In my current game AI attacked with two big stacks, one landed near a coastal city, being transported by a big fleet. Another came by land. These two stacks were far away from each other. Like opposite sides of my state.
No, of course AI can have more than one attack stack, but as long as they have separate objectives. AI will not inter-operate two or more stacks when attacking from a single direction to stay under logistics penalties, as reasonable human players often do.
It's not meant to be an actual religion represented in "full world" games. In general games, it's still there, just represented under Christianity, same as how Islam contains both the Shia and the Sunni, Solar Cult has a variety of different traditions under it, and Buddhism includes the Theravāda, Mahāyāna, and Vajrayāna schools collectively.

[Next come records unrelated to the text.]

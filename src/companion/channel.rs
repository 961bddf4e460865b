//! Sending side of the companion link.

use std::io::ErrorKind;
use std::path::{Path, PathBuf};

use tokio::net::UnixDatagram;
use tokio::time::{timeout, Duration};

use super::MAX_MESSAGE_SIZE;
use crate::fanout::{CompanionChannel, FanOutError};
use crate::types::CompanionMessage;

/// Send timeout in milliseconds
const SEND_TIMEOUT_MS: u64 = 500;

/// Pushes summaries to a companion listening on a Unix datagram socket.
#[derive(Debug, Clone)]
pub struct UnixCompanionChannel {
    socket_path: PathBuf,
}

impl UnixCompanionChannel {
    pub fn new(socket_path: impl Into<PathBuf>) -> Self {
        Self {
            socket_path: socket_path.into(),
        }
    }

    pub fn socket_path(&self) -> &Path {
        &self.socket_path
    }
}

impl CompanionChannel for UnixCompanionChannel {
    async fn push(&self, message: &CompanionMessage) -> Result<(), FanOutError> {
        if !self.socket_path.exists() {
            return Err(FanOutError::CompanionUnreachable);
        }

        let json = serde_json::to_vec(message).map_err(|e| FanOutError::Companion(e.to_string()))?;
        if json.len() > MAX_MESSAGE_SIZE {
            return Err(FanOutError::Companion(format!(
                "メッセージが大きすぎます（{} バイト）",
                json.len()
            )));
        }

        let socket = UnixDatagram::unbound().map_err(|e| FanOutError::Companion(e.to_string()))?;

        let send = timeout(
            Duration::from_millis(SEND_TIMEOUT_MS),
            socket.send_to(&json, &self.socket_path),
        )
        .await;

        match send {
            Ok(Ok(_)) => {
                tracing::debug!(state = %message.state, "コンパニオンへ送信しました");
                Ok(())
            }
            // Stale socket file with nobody bound to it
            Ok(Err(e))
                if matches!(e.kind(), ErrorKind::ConnectionRefused | ErrorKind::NotFound) =>
            {
                Err(FanOutError::CompanionUnreachable)
            }
            Ok(Err(e)) => Err(FanOutError::Companion(e.to_string())),
            Err(_) => Err(FanOutError::Companion("送信がタイムアウトしました".to_string())),
        }
    }
}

It's just for that one scenario where it makes sense in both flavor and function in the context of that scenario, that it's made available. Outside of that context it would be out of place, since so many other sects, denominations, and schools would also be justified in their inclusion.
What he said. If I were to make a Reformation-centric scenario, Protestantism and maybe even Calvinism would get the same treatment. Or in a Middle-East-centric one, Shi'a and Ismailite. Sandbox doesn't need more religions.

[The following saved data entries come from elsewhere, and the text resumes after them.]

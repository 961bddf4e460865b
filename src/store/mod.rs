//! Durable storage for the shared timer record.
//!
//! Every cooperating process on a device (foreground app, widget renderer,
//! live display, background actions) reads and writes the same record
//! through a [`TimerStore`]. The record is always replaced whole; there is
//! no versioning, so the last writer wins.
//!
//! # Implementations
//!
//! - [`FileStore`]: a JSON key-value file under a fixed namespace directory,
//!   replaced atomically on every write
//! - [`MemoryStore`]: in-process store for tests

mod error;
mod file;
mod memory;

pub use error::StoreError;
pub use file::{FileStore, RECORD_FILE_NAME};
pub use memory::MemoryStore;

use crate::types::TimerRecord;

/// Read/write port for the single timer record.
pub trait TimerStore {
    /// Reads the current record.
    ///
    /// Never fails: unavailable or unreadable storage yields the Idle
    /// default so a renderer always has something to show.
    fn read(&self) -> TimerRecord;

    /// Replaces the stored record.
    ///
    /// # Errors
    ///
    /// Returns an error if the record could not be made durable.
    fn write(&self, record: &TimerRecord) -> Result<(), StoreError>;
}

impl<S: TimerStore + ?Sized> TimerStore for std::sync::Arc<S> {
    fn read(&self) -> TimerRecord {
        (**self).read()
    }

    fn write(&self, record: &TimerRecord) -> Result<(), StoreError> {
        (**self).write(record)
    }
}

impl<S: TimerStore + ?Sized> TimerStore for &S {
    fn read(&self) -> TimerRecord {
        (**self).read()
    }

    fn write(&self, record: &TimerRecord) -> Result<(), StoreError> {
        (**self).write(record)
    }
}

My absolutely dream would be for people to make an opensource reimplementation of the entire engine, like OpenMW for Morrowind (Which coincidentally is also based on the Gamebryo engine, there have been even talks before of loading Civ4 assets in it), but that would require a large number of programmers and i'm not sure if the Civ4 community is big enough for something like that.
Given the time passed, I wouldn't bet on it. TBH, even the more realistic and much more modest goal of making Civ 4 run with Colonization exe was never seriously tried by the community, and it would already have been a step above what we have.
Hello,
I don't know if it has already been reported.
In the SVN version:
- there is a log entry for each rebelling serf (I don't know for slaves)
Thanks, fixed. This one is a stark example of what wrong indentation can do in Python, as the fix consisted of literally deleting one tab.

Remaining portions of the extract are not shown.